CUDA has 2 primary APIs, the runtime and the driver API. Both have a corresponding version (e.g. 8.0, 9.0, etc.)

The necessary support for the driver API (e.g. libcuda.so on linux) is installed by the GPU driver installer.

The necessary support for the runtime API (e.g. libcudart.so on linux, and also nvcc) is installed by the CUDA toolkit installer (which may also have a GPU driver installer bundled in it).

In any event, the (installed) driver API version may not always match the (installed) runtime API version, especially if you install a GPU driver independently from installing CUDA (i.e. the CUDA toolkit).

The nvidia-smi tool gets installed by the GPU driver installer, and generally has the GPU driver in view, not anything installed by the CUDA toolkit installer.

Recently (somewhere between 410.48 and 410.73 driver version on linux) the powers-that-be at NVIDIA decided to add reporting of the CUDA Driver API version installed by the driver, in the output from nvidia-smi.

This has no connection to the installed CUDA runtime version.

nvcc, the CUDA compiler-driver tool that is installed with the CUDA toolkit, will always report the CUDA runtime version that it was built to recognize. It doesn't know anything about what driver version is installed, or even if a GPU driver is installed.

Therefore, by design, these two numbers don't necessarily match, as they are reflective of two different things.

If you are wondering why nvcc -V displays a version of CUDA you weren't expecting (e.g. it displays a version other than the one you think you installed) or doesn't display anything at all, version wise, it may be because you haven't followed the mandatory instructions in step 7 (prior to CUDA 11) (or step 6 in the CUDA 11 linux install guide) of the cuda linux install guide

Note that although this question mostly has linux in view, the same concepts apply to windows CUDA installs. The driver has a CUDA driver version associated with it (which can be queried with nvidia-smi, for example). The CUDA runtime also has a CUDA runtime version associated with it. The two will not necessarily match in all cases.
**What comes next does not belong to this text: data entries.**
//! Candle download, caching and progress reporting

pub mod cache;
pub mod coinbase;
pub mod fetcher;
pub mod prefetch;
pub mod progress;
pub mod provider;
pub mod retry;

pub use cache::{CacheError, CacheStatus, CachedSeries, CandleCache, MergeOutcome};
pub use coinbase::CoinbaseClient;
pub use fetcher::{plan_windows, FillStats, Fetcher};
pub use prefetch::{prefetch, PrefetchOptions, PrefetchSummary};
pub use progress::{NoProgress, ProgressSink, TextProgress};
pub use provider::{CandleSource, SourceError};
pub use retry::{retry_with_backoff, RetryExhausted, RetryPolicy};

#[cfg(feature = "rich-progress")]
pub use progress::RichProgress;
//! Candle source trait and structured network error types.
//!
//! The CandleSource trait abstracts over the Coinbase REST client so the fetch
//! loop can be driven by a scripted source in tests. A source performs exactly
//! one request per call; retry and pacing live in the fetcher.

use crate::domain::{Candle, Granularity, TimeRange};
use std::time::Duration;
use thiserror::Error;

/// Errors from a single candle request.
#[derive(Debug, Error)]
pub enum SourceError {
    #[error("rate limited by provider (HTTP 429)")]
    RateLimited { retry_after_secs: Option<u64> },

    #[error("request timed out: {0}")]
    Timeout(String),

    #[error("network unreachable: {0}")]
    NetworkUnreachable(String),

    #[error("server error: HTTP {status}")]
    ServerError { status: u16 },

    #[error("request rejected: HTTP {status}: {message}")]
    Rejected { status: u16, message: String },

    #[error("product not found: {product_id}")]
    ProductNotFound { product_id: String },

    #[error("response format changed: {0}")]
    ResponseFormatChanged(String),

    /// A window bound cannot be expressed as a calendar time.
    #[error("timestamp out of range: {0}")]
    TimestampOutOfRange(i64),
}

impl SourceError {
    /// Whether retrying the same request may succeed.
    pub fn is_transient(&self) -> bool {
        matches!(
            self,
            SourceError::RateLimited { .. }
                | SourceError::Timeout(_)
                | SourceError::NetworkUnreachable(_)
                | SourceError::ServerError { .. }
        )
    }

    /// Minimum wait before retrying, or `None` when retrying is pointless.
    ///
    /// A `Retry-After` header on a 429 becomes the floor for the backoff.
    pub fn retry_delay(&self) -> Option<Duration> {
        match self {
            SourceError::RateLimited {
                retry_after_secs: Some(secs),
            } => Some(Duration::from_secs(*secs)),
            e if e.is_transient() => Some(Duration::ZERO),
            _ => None,
        }
    }
}

/// Anything that can serve candles for one product and window.
pub trait CandleSource {
    /// Human-readable name of this source.
    fn name(&self) -> &str;

    /// Fetch candles whose bucket start lies in `window`.
    ///
    /// `window` never spans more than
    /// [`MAX_CANDLES_PER_REQUEST`](crate::domain::MAX_CANDLES_PER_REQUEST)
    /// buckets. Candles may come back in any order.
    fn fetch_candles(
        &self,
        product_id: &str,
        window: TimeRange,
        granularity: Granularity,
    ) -> Result<Vec<Candle>, SourceError>;
}

impl<S: CandleSource + ?Sized> CandleSource for &S {
    fn name(&self) -> &str {
        (**self).name()
    }

    fn fetch_candles(
        &self,
        product_id: &str,
        window: TimeRange,
        granularity: Granularity,
    ) -> Result<Vec<Candle>, SourceError> {
        (**self).fetch_candles(product_id, window, granularity)
    }
}

#[cfg(test)]
mod tests {
    use super::*;

    #[test]
    fn transient_classification() {
        assert!(SourceError::RateLimited { retry_after_secs: None }.is_transient());
        assert!(SourceError::Timeout("slow".into()).is_transient());
        assert!(SourceError::ServerError { status: 503 }.is_transient());
        assert!(!SourceError::ProductNotFound { product_id: "X-USD".into() }.is_transient());
        assert!(!SourceError::Rejected { status: 400, message: "bad".into() }.is_transient());
        assert!(!SourceError::ResponseFormatChanged("oops".into()).is_transient());
        assert!(!SourceError::TimestampOutOfRange(i64::MAX).is_transient());
    }

    #[test]
    fn retry_after_sets_minimum_delay() {
        let limited = SourceError::RateLimited {
            retry_after_secs: Some(3),
        };
        assert_eq!(limited.retry_delay(), Some(Duration::from_secs(3)));
        assert_eq!(
            SourceError::ServerError { status: 502 }.retry_delay(),
            Some(Duration::ZERO)
        );
        assert_eq!(
            SourceError::ProductNotFound {
                product_id: "X-USD".into()
            }
            .retry_delay(),
            None
        );
    }
}
//! cbfetch CLI: fetch, prefetch, and cache inspection commands.
//!
//! Commands:
//! - `fetch`: download (or read from cache) one coin's prices and print them as CSV
//! - `prefetch`: warm the cache with full history for many coins
//! - `coins`: list supported coins
//! - `cache status`: report what is cached per (coin, granularity)

use anyhow::{bail, Context, Result};
use cbfetch_core::data::prefetch::{prefetch, PrefetchOptions};
use cbfetch_core::data::{NoProgress, ProgressSink, TextProgress};
use cbfetch_core::request::{midnight_utc, yesterday};
use cbfetch_core::{Coin, Fetcher, FetchRequest, FetcherConfig, Granularity, InterpolationMode};
use chrono::{DateTime, NaiveDate, Utc};
use clap::{Parser, Subcommand, ValueEnum};
use std::io;
use std::path::PathBuf;
use tracing_subscriber::EnvFilter;

#[derive(Parser)]
#[command(
    name = "cbfetch",
    version,
    about = "Historical Coinbase candles with a local cache"
)]
struct Cli {
    /// Cache directory. Overrides the config file and CBFETCH_CACHE_DIR.
    #[arg(long, global = true)]
    cache_dir: Option<PathBuf>,

    /// Path to a TOML config file.
    #[arg(long, global = true)]
    config: Option<PathBuf>,

    /// Progress display while downloading.
    #[arg(long, global = true, value_enum, default_value_t = ProgressStyle::Text)]
    progress: ProgressStyle,

    #[command(subcommand)]
    command: Commands,
}

#[derive(Debug, Clone, Copy, PartialEq, Eq, ValueEnum)]
enum ProgressStyle {
    #[value(name = "none")]
    Off,
    Text,
    Rich,
}

#[derive(Subcommand)]
enum Commands {
    /// Fetch prices for one coin and write them to stdout as CSV.
    Fetch {
        /// Coin slug, ticker, or product id (e.g. bitcoin, BTC, BTC-USD).
        #[arg(default_value = "bitcoin")]
        coin: String,

        /// Start (YYYY-MM-DD or RFC 3339). Defaults to three months before --end.
        #[arg(long)]
        start: Option<String>,

        /// End (YYYY-MM-DD or RFC 3339). Defaults to yesterday.
        #[arg(long)]
        end: Option<String>,

        /// Candle width: 60, 300, 900, 3600, 21600, 86400 or 1m, 5m, 15m, 1h, 6h, 1d.
        #[arg(long, default_value = "1h")]
        granularity: Granularity,

        /// close, open, mean, or hi-lo.
        #[arg(long, default_value = "hi-lo")]
        mode: InterpolationMode,

        /// Print raw OHLCV candles instead of shaped prices.
        #[arg(long, default_value_t = false)]
        candles: bool,
    },
    /// Warm the cache with full history for the given coins (all if none given).
    Prefetch {
        coins: Vec<String>,

        /// Granularities to fetch. Defaults to every supported width.
        #[arg(long, value_delimiter = ',')]
        granularity: Vec<Granularity>,

        /// Last day to fetch (YYYY-MM-DD, exclusive). Defaults to yesterday.
        #[arg(long)]
        end: Option<String>,

        /// Also export each pair to `{coin}_{granularity}_{first}_{last}.csv`.
        #[arg(long, default_value_t = false)]
        export_csv: bool,
    },
    /// List supported coins.
    Coins,
    /// Cache management commands.
    Cache {
        #[command(subcommand)]
        action: CacheAction,
    },
}

#[derive(Subcommand)]
enum CacheAction {
    /// Report cached coins, granularities, candle counts and covered spans.
    Status,
}

fn main() -> Result<()> {
    tracing_subscriber::fmt()
        .with_env_filter(
            EnvFilter::try_from_default_env().unwrap_or_else(|_| EnvFilter::new("info")),
        )
        .with_writer(io::stderr)
        .init();

    let cli = Cli::parse();
    let config = load_config(&cli)?;

    match cli.command {
        Commands::Fetch {
            coin,
            start,
            end,
            granularity,
            mode,
            candles,
        } => run_fetch(config, cli.progress, &coin, start, end, granularity, mode, candles),
        Commands::Prefetch {
            coins,
            granularity,
            end,
            export_csv,
        } => run_prefetch(config, cli.progress, coins, granularity, end, export_csv),
        Commands::Coins => {
            run_coins();
            Ok(())
        }
        Commands::Cache { action } => match action {
            CacheAction::Status => run_cache_status(&config),
        },
    }
}

fn load_config(cli: &Cli) -> Result<FetcherConfig> {
    let config = match &cli.config {
        Some(path) => FetcherConfig::from_file(path).map_err(anyhow::Error::msg)?,
        None => FetcherConfig::from_env(),
    };
    Ok(match &cli.cache_dir {
        Some(dir) => config.with_cache_dir(dir),
        None => config,
    })
}

fn make_progress(style: ProgressStyle, label: String) -> Box<dyn ProgressSink> {
    match style {
        ProgressStyle::Off => Box::new(NoProgress),
        ProgressStyle::Text => Box::new(TextProgress::new(label)),
        #[cfg(feature = "rich-progress")]
        ProgressStyle::Rich => Box::new(cbfetch_core::data::RichProgress::new(label)),
        #[cfg(not(feature = "rich-progress"))]
        ProgressStyle::Rich => {
            tracing::warn!("built without rich-progress; falling back to text progress");
            Box::new(TextProgress::new(label))
        }
    }
}

/// Accept a bare date (midnight UTC) or a full RFC 3339 timestamp.
fn parse_time(s: &str) -> Result<DateTime<Utc>> {
    if let Ok(date) = NaiveDate::parse_from_str(s, "%Y-%m-%d") {
        return Ok(midnight_utc(date));
    }
    let dt = DateTime::parse_from_rfc3339(s)
        .with_context(|| format!("invalid time '{s}' (expected YYYY-MM-DD or RFC 3339)"))?;
    Ok(dt.with_timezone(&Utc))
}

#[allow(clippy::too_many_arguments)]
fn run_fetch(
    config: FetcherConfig,
    style: ProgressStyle,
    coin: &str,
    start: Option<String>,
    end: Option<String>,
    granularity: Granularity,
    mode: InterpolationMode,
    raw_candles: bool,
) -> Result<()> {
    let coin: Coin = coin.parse()?;
    let defaults = FetchRequest::default();
    let end = end.as_deref().map(parse_time).transpose()?.unwrap_or(defaults.end);
    let start = match start.as_deref() {
        Some(s) => parse_time(s)?,
        None => end - (defaults.end - defaults.start),
    };
    let request = FetchRequest::new(coin, start, end, granularity, mode);

    let fetcher = Fetcher::coinbase(config)?;
    let mut progress = make_progress(style, format!("{} {}", coin.product_id(), granularity.label()));
    let stdout = io::stdout().lock();

    if raw_candles {
        let candles = fetcher.fetch_candles(&request, progress.as_mut())?;
        cbfetch_core::data::prefetch::write_candles_csv(&candles, stdout)?;
    } else {
        let prices = fetcher.fetch_prices(&request, progress.as_mut())?;
        prices.write_csv(stdout)?;
    }
    Ok(())
}

fn run_prefetch(
    config: FetcherConfig,
    style: ProgressStyle,
    coins: Vec<String>,
    granularities: Vec<Granularity>,
    end: Option<String>,
    export_csv: bool,
) -> Result<()> {
    let coins: Vec<Coin> = if coins.is_empty() {
        Coin::ALL.to_vec()
    } else {
        coins
            .iter()
            .map(|c| c.parse::<Coin>())
            .collect::<Result<_, _>>()?
    };
    let granularities = if granularities.is_empty() {
        Granularity::ALL.to_vec()
    } else {
        granularities
    };
    let end = end
        .as_deref()
        .map(|s| NaiveDate::parse_from_str(s, "%Y-%m-%d"))
        .transpose()?
        .unwrap_or_else(yesterday);

    let fetcher = Fetcher::coinbase(config)?;
    let options = PrefetchOptions { end, export_csv };
    let summary = prefetch(&fetcher, &coins, &granularities, &options, &mut |coin, g| {
        make_progress(style, format!("{} {}", coin.product_id(), g.label()))
    });

    println!(
        "Prefetched {}/{} pairs into {}",
        summary.succeeded,
        summary.total,
        fetcher.cache().cache_dir().display()
    );
    for path in &summary.exported {
        println!("Exported {}", path.display());
    }
    if !summary.all_succeeded() {
        for (coin, g, err) in &summary.errors {
            eprintln!("Error for {coin} {}: {err}", g.label());
        }
        bail!("{} of {} pairs failed", summary.failed, summary.total);
    }
    Ok(())
}

fn run_coins() {
    println!("{:<28} {:<8} {:<12} {:>12}", "Coin", "Ticker", "Product", "History from");
    println!("{}", "-".repeat(63));
    for coin in Coin::ALL {
        println!(
            "{:<28} {:<8} {:<12} {:>12}",
            coin.slug(),
            coin.ticker(),
            coin.product_id(),
            coin.history_start()
        );
    }
}

fn run_cache_status(config: &FetcherConfig) -> Result<()> {
    let cache = cbfetch_core::data::CandleCache::new(&config.cache_dir);
    if !cache.cache_dir().exists() {
        println!("Cache directory does not exist: {}", cache.cache_dir().display());
        return Ok(());
    }

    let statuses = cache.status();
    if statuses.is_empty() {
        println!("Cache is empty: {}", cache.cache_dir().display());
        return Ok(());
    }

    let fmt_time = |t: Option<DateTime<Utc>>| {
        t.map(|t| t.format("%Y-%m-%d %H:%M").to_string())
            .unwrap_or_else(|| "-".into())
    };

    println!("Cache: {}", cache.cache_dir().display());
    println!("Series: {}", statuses.len());
    println!();
    println!(
        "{:<20} {:<6} {:>9} {:<17} {:<17} {:>5}",
        "Coin", "Gran", "Candles", "From", "To", "Gaps"
    );
    println!("{}", "-".repeat(79));
    for s in &statuses {
        println!(
            "{:<20} {:<6} {:>9} {:<17} {:<17} {:>5}",
            s.coin.slug(),
            s.granularity.label(),
            s.candle_count,
            fmt_time(s.first_covered),
            fmt_time(s.last_covered),
            s.gap_count
        );
    }
    Ok(())
}
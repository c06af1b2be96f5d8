//! Collapse OHLC candles into a single price series.
//!
//! Pure functions: no I/O, inputs are never mutated.

use crate::domain::{Candle, Granularity, PricePoint, PriceSeries};
use serde::{Deserialize, Serialize};
use std::fmt;
use std::str::FromStr;

/// Rule for turning one candle into price points.
#[derive(Debug, Clone, Copy, Default, PartialEq, Eq, Hash, Serialize, Deserialize)]
#[serde(rename_all = "kebab-case")]
pub enum InterpolationMode {
    /// Close price at the bucket start.
    Close,
    /// Open price at the bucket start.
    Open,
    /// `(high + low) / 2` at the bucket start.
    Mean,
    /// Two points per candle tracing the intra-bucket swing.
    ///
    /// Bearish candle: high at the bucket start, low at mid-bucket.
    /// Bullish or flat candle: low at the bucket start, high at mid-bucket.
    #[default]
    HiLo,
}

impl InterpolationMode {
    pub const ALL: [InterpolationMode; 4] = [
        InterpolationMode::Close,
        InterpolationMode::Open,
        InterpolationMode::Mean,
        InterpolationMode::HiLo,
    ];

    pub fn as_str(self) -> &'static str {
        match self {
            InterpolationMode::Close => "close",
            InterpolationMode::Open => "open",
            InterpolationMode::Mean => "mean",
            InterpolationMode::HiLo => "hi-lo",
        }
    }
}

impl fmt::Display for InterpolationMode {
    fn fmt(&self, f: &mut fmt::Formatter<'_>) -> fmt::Result {
        f.write_str(self.as_str())
    }
}

/// Raised when a mode name does not match any [`InterpolationMode`].
#[derive(Debug, Clone, PartialEq, Eq, thiserror::Error)]
#[error("unsupported interpolation mode '{0}' (expected close, open, mean or hi-lo)")]
pub struct UnsupportedMode(pub String);

impl FromStr for InterpolationMode {
    type Err = UnsupportedMode;

    fn from_str(s: &str) -> Result<Self, Self::Err> {
        match s.trim().to_ascii_lowercase().as_str() {
            "close" => Ok(InterpolationMode::Close),
            "open" => Ok(InterpolationMode::Open),
            "mean" => Ok(InterpolationMode::Mean),
            "hi-lo" | "hilo" | "hi_lo" => Ok(InterpolationMode::HiLo),
            _ => Err(UnsupportedMode(s.to_string())),
        }
    }
}

/// Shape candles into a price series.
///
/// `granularity` only matters for [`InterpolationMode::HiLo`], which places its
/// second point half a bucket after the candle start.
pub fn shape(candles: &[Candle], mode: InterpolationMode, granularity: Granularity) -> PriceSeries {
    let points = match mode {
        InterpolationMode::Close => single_point(candles, |c| c.close),
        InterpolationMode::Open => single_point(candles, |c| c.open),
        InterpolationMode::Mean => single_point(candles, |c| (c.high + c.low) / 2.0),
        InterpolationMode::HiLo => {
            let half = granularity.seconds() / 2;
            let mut points = Vec::with_capacity(candles.len() * 2);
            for c in candles {
                let (first, second) = if c.is_bearish() {
                    (c.high, c.low)
                } else {
                    (c.low, c.high)
                };
                points.push(PricePoint { timestamp: c.timestamp, price: first });
                points.push(PricePoint { timestamp: c.timestamp + half, price: second });
            }
            points
        }
    };
    PriceSeries::new(points)
}

fn single_point(candles: &[Candle], price: impl Fn(&Candle) -> f64) -> Vec<PricePoint> {
    candles
        .iter()
        .map(|c| PricePoint { timestamp: c.timestamp, price: price(c) })
        .collect()
}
In most cases, if nvidia-smi reports a CUDA version that is numerically equal to or higher than the one reported by nvcc -V, this is not a cause for concern. That is a defined compatibility path in CUDA (newer drivers/driver API support "older" CUDA toolkits/runtime API). For example if nvidia-smi reports CUDA 10.2, and nvcc -V reports CUDA 10.1, that is generally not cause for concern. It should just work, and it does not necessarily mean that you "actually installed CUDA 10.2 when you meant to install CUDA 10.1"

If nvcc command doesn't report anything at all (e.g. Command 'nvcc' not found...) or if it reports an unexpected CUDA version, this may also be due to an incorrect CUDA install, i.e the mandatory steps mentioned above were not performed correctly. You can start to figure this out by using a linux utility like find or locate (use man pages to learn how, please) to find your nvcc executable. Assuming there is only one, the path to it can then be used to fix your PATH environment variable. The CUDA linux install guide also explains how to set this. You may need to adjust the CUDA version in the PATH variable to match your actual CUDA version desired/installed.

Similarly, when using docker, the nvidia-smi command will generally report the driver version installed on the base machine, whereas other version methods like nvcc --version will report the CUDA version installed inside the docker container.

Similarly, if you have used another installation method for the CUDA "toolkit" such as Anaconda, you may discover that the version indicated by Anaconda does not "match" the version indicated by nvidia-smi. However, the above comments still apply. Older CUDA toolkits installed by Anaconda can be used with newer versions reported by nvidia-smi, and the fact that nvidia-smi reports a newer/higher CUDA version than the one installed by Anaconda does not mean you have an installation problem.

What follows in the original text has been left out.